I have the following code to plot my data using TSNE feature reduction algorithm in matlab

data=dlmread('features.txt');

meas=data(:,2:end);
species=data(:,1);

rng('default'); % for reproducibility
Y = tsne(meas,'Algorithm','exact','Distance','mahalanobis');
gscatter(Y(:,1),Y(:,2),species);
title('Mahalanobis');

However, by running it I have the following problem:

The covariance matrix for the Mahalanobis metric must be symmetric and positive definite.

Error in tsne (line 323) tempDistMat = pdist(X,distance);

Error in plotafeatures (line 7) Y = tsne(meas,'Algorithm','exact','Distance','mahalanobis');

With other distances the plot occurs correctly, what is possibly happening with my code or data?

My data can be found HERE

1

1 Answers

2
votes

The problem is indeed specifically with the Mahalanobis distance.

According to the tsnedocumentation, paragraph about distances:

'mahalanobis' — Mahalanobis distance, computed using the positive definite covariance matrix nancov(X).

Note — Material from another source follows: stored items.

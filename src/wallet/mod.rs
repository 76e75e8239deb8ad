use std::fs;
use std::io;
use std::path::{Path, PathBuf};

use ed25519_dalek::{SigningKey, VerifyingKey};
use rand::rngs::OsRng;
use rand::RngCore;

use crate::chain::{CallRequest, ContractCall, Node};
use crate::ledger::{Address, Amount};

#[derive(Debug, thiserror::Error)]
pub enum WalletError {
    #[error("no wallet provider detected")]
    WalletUnavailable,
    #[error("user rejected the request")]
    UserRejected,
    #[error("account {address} is not held by this wallet")]
    UnknownAccount { address: Address },
    #[error("malformed key file {path}")]
    BadKey { path: PathBuf },
    #[error("keystore error: {0}")]
    Keystore(#[from] io::Error),
}

/// Capability interface of a wallet provider: list already-exposed accounts,
/// request access (which may prompt and be declined), and obtain a signer
/// for one held identity. The session controller depends only on this trait.
pub trait WalletProvider {
    fn accounts(&self) -> Vec<Address>;
    fn request_access(&mut self) -> Result<Vec<Address>, WalletError>;
    fn signer(&self, address: &Address) -> Result<WalletSigner, WalletError>;
}

/// A signing capability for one identity: signs call envelopes and reads the
/// identity's own native balance from the chain.
pub struct WalletSigner {
    key: SigningKey,
    address: Address,
    node: Node,
}

impl WalletSigner {
    pub fn new(key: SigningKey, node: Node) -> Self {
        let address = Address::from_verifying_key(&key.verifying_key());
        Self { key, address, node }
    }

    pub fn address(&self) -> Address {
        self.address
    }

    pub fn native_balance(&self) -> Amount {
        self.node.native_balance(&self.address)
    }

    pub fn sign_call(
        &self,
        contract: Address,
        interface_id: [u8; 32],
        call: ContractCall,
    ) -> CallRequest {
        let nonce = OsRng.next_u64();
        CallRequest::new_signed(&self.key, contract, interface_id, call, nonce)
    }
}

/// Directory-of-hex-keys provider. One `<address>.sk.hex` file per identity;
/// access requests are always approved. Tests exercise the declining path
/// through their own [`WalletProvider`] implementations.
pub struct KeystoreWallet {
    dir: PathBuf,
    node: Node,
    preferred: Option<Address>,
    exposed: Vec<Address>,
}

impl KeystoreWallet {
    pub fn new(dir: PathBuf, node: Node) -> Self {
        Self {
            dir,
            node,
            preferred: None,
            exposed: Vec::new(),
        }
    }

    /// Put one held identity first in the access list (the "active account").
    pub fn with_preferred(mut self, address: Address) -> Self {
        self.preferred = Some(address);
        self
    }

    /// Generate a fresh identity into `dir` and return its address.
    pub fn keygen(dir: &Path) -> Result<Address, WalletError> {
        fs::create_dir_all(dir)?;
        let mut secret = [0u8; 32];
        OsRng.fill_bytes(&mut secret);
        let key = SigningKey::from_bytes(&secret);
        let public = key.verifying_key();
        let address = Address::from_verifying_key(&public);
        let stem = hex::encode(address.as_bytes());
        fs::write(dir.join(format!("{stem}.sk.hex")), hex::encode(secret))?;
        fs::write(
            dir.join(format!("{stem}.pk.hex")),
            hex::encode(public.as_bytes()),
        )?;
        Ok(address)
    }

    fn scan(&self) -> Result<Vec<(Address, PathBuf)>, WalletError> {
        held_identities(&self.dir)
    }
}

/// List the identities held in a keystore directory, sorted by address.
pub fn held_identities(dir: &Path) -> Result<Vec<(Address, PathBuf)>, WalletError> {
    let mut held = Vec::new();
    if !dir.exists() {
        return Ok(held);
    }
    for entry in fs::read_dir(dir)? {
        let path = entry?.path();
        let Some(name) = path.file_name().and_then(|n| n.to_str()) else {
            continue;
        };
        if !name.ends_with(".sk.hex") {
            continue;
        }
        let key = load_signing_key(&path)?;
        held.push((Address::from_verifying_key(&key.verifying_key()), path));
    }
    held.sort_by_key(|(address, _)| *address);
    Ok(held)
}

impl WalletProvider for KeystoreWallet {
    fn accounts(&self) -> Vec<Address> {
        self.exposed.clone()
    }

    fn request_access(&mut self) -> Result<Vec<Address>, WalletError> {
        let mut addresses: Vec<Address> = self.scan()?.into_iter().map(|(a, _)| a).collect();
        if let Some(preferred) = self.preferred {
            if let Some(pos) = addresses.iter().position(|a| *a == preferred) {
                addresses.swap(0, pos);
            }
        }
        self.exposed = addresses.clone();
        Ok(addresses)
    }

    fn signer(&self, address: &Address) -> Result<WalletSigner, WalletError> {
        let held = self.scan()?;
        let (_, path) = held
            .into_iter()
            .find(|(held_address, _)| held_address == address)
            .ok_or(WalletError::UnknownAccount { address: *address })?;
        let key = load_signing_key(&path)?;
        Ok(WalletSigner::new(key, self.node.clone()))
    }
}

fn load_signing_key(path: &Path) -> Result<SigningKey, WalletError> {
    let encoded = fs::read_to_string(path)?;
    let bytes = hex::decode(encoded.trim()).map_err(|_| WalletError::BadKey {
        path: path.to_path_buf(),
    })?;
    let secret: [u8; 32] = bytes.try_into().map_err(|_| WalletError::BadKey {
        path: path.to_path_buf(),
    })?;
    Ok(SigningKey::from_bytes(&secret))
}

/// Parse a `pk.hex` style verifying key file.
pub fn load_verifying_key(path: &Path) -> Result<VerifyingKey, WalletError> {
    let encoded = fs::read_to_string(path)?;
    let bytes = hex::decode(encoded.trim()).map_err(|_| WalletError::BadKey {
        path: path.to_path_buf(),
    })?;
    let public: [u8; 32] = bytes.try_into().map_err(|_| WalletError::BadKey {
        path: path.to_path_buf(),
    })?;
    VerifyingKey::from_bytes(&public).map_err(|_| WalletError::BadKey {
        path: path.to_path_buf(),
    })
}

It seems that your matrix meas doesn't fulfil this requirement. You can confirm if with the chol function. As the documentation says:

[R,p] = chol(A) for positive definite A (...) p is zero. If A is not positive definite, then p is a positive integer.

I tried with your data:

data=dlmread('features.txt');
meas=data(:,2:end);
[~, p] = chol(nancov(meas))

It returned p = 389, so nancov(meas) is not positive definite.

It works with other distances because they don't have that kind of requirement.